(Data entries)

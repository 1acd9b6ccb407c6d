//! The engine: alpha roots, agenda, and the firing loop.

use std::sync::Arc;

use tracing::debug;
use trellis_foundation::{Result, SharedFact};
use trellis_network::{AlphaNode, Node};

use crate::agenda::Agenda;
use crate::rule::{NetworkCompiler, Rule};

/// Glue over the matching network and the agenda.
///
/// Holds the alpha-layer roots; an external assert or retract is forwarded
/// to every root in registration order and the full synchronous cascade
/// completes before the call returns. Firing is a separate phase: the
/// agenda accumulates activations during the cascade and [`Engine::fire_all`]
/// drains it.
pub struct Engine {
    roots: Vec<Arc<AlphaNode>>,
    agenda: Arc<Agenda>,
    compiler: NetworkCompiler,
}

impl Default for Engine {
    fn default() -> Self {
        Self::new()
    }
}

impl Engine {
    /// Creates an engine with an empty network and agenda.
    #[must_use]
    pub fn new() -> Self {
        Self {
            roots: Vec::new(),
            agenda: Arc::new(Agenda::new()),
            compiler: NetworkCompiler::new(),
        }
    }

    /// Registers an alpha-layer root. Roots already registered (by
    /// identity) are skipped, so shared alpha nodes are fed once per
    /// assert.
    pub fn add_root(&mut self, root: Arc<AlphaNode>) {
        if !self.roots.iter().any(|r| Arc::ptr_eq(r, &root)) {
            self.roots.push(root);
        }
    }

    /// Compiles rule definitions into the network and registers their
    /// roots.
    ///
    /// # Errors
    /// Returns an error if any rule fails to compile; rules before the
    /// failing one remain loaded.
    pub fn load_rules(&mut self, rules: Vec<Rule>) -> Result<()> {
        for rule in rules {
            let sink = self.agenda.clone();
            for root in self.compiler.compile(rule, sink)? {
                self.add_root(root);
            }
        }
        Ok(())
    }

    /// Asserts a fact into every root.
    pub fn assert_fact(&self, fact: &SharedFact) {
        for root in &self.roots {
            root.assert_fact(fact);
        }
    }

    /// Retracts a fact from every root.
    pub fn retract_fact(&self, fact: &SharedFact) {
        for root in &self.roots {
            root.retract_fact(fact);
        }
    }

    /// Fires the highest-priority pending activation. Returns false when
    /// the agenda is empty.
    pub fn fire_next(&self) -> bool {
        match self.agenda.next() {
            Some(activation) => {
                debug!(rule = activation.rule_name(), "rule fired");
                activation.fire();
                true
            }
            None => false,
        }
    }

    /// Fires pending activations until the agenda is empty, returning the
    /// number fired.
    ///
    /// Actions may assert or retract further facts; activations they
    /// produce are fired in the same drain.
    pub fn fire_all(&self) -> usize {
        let mut fired = 0;
        while self.fire_next() {
            fired += 1;
        }
        fired
    }

    /// The shared agenda.
    #[must_use]
    pub fn agenda(&self) -> &Arc<Agenda> {
        &self.agenda
    }

    /// Number of registered alpha roots.
    #[must_use]
    pub fn root_count(&self) -> usize {
        self.roots.len()
    }
}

▶ **TASK REQUIREMENTS**: Looking at the records above, how many of their lines carry the string "registered"? Answer with the number and nothing else.

▶ **FINAL ANSWER**: 2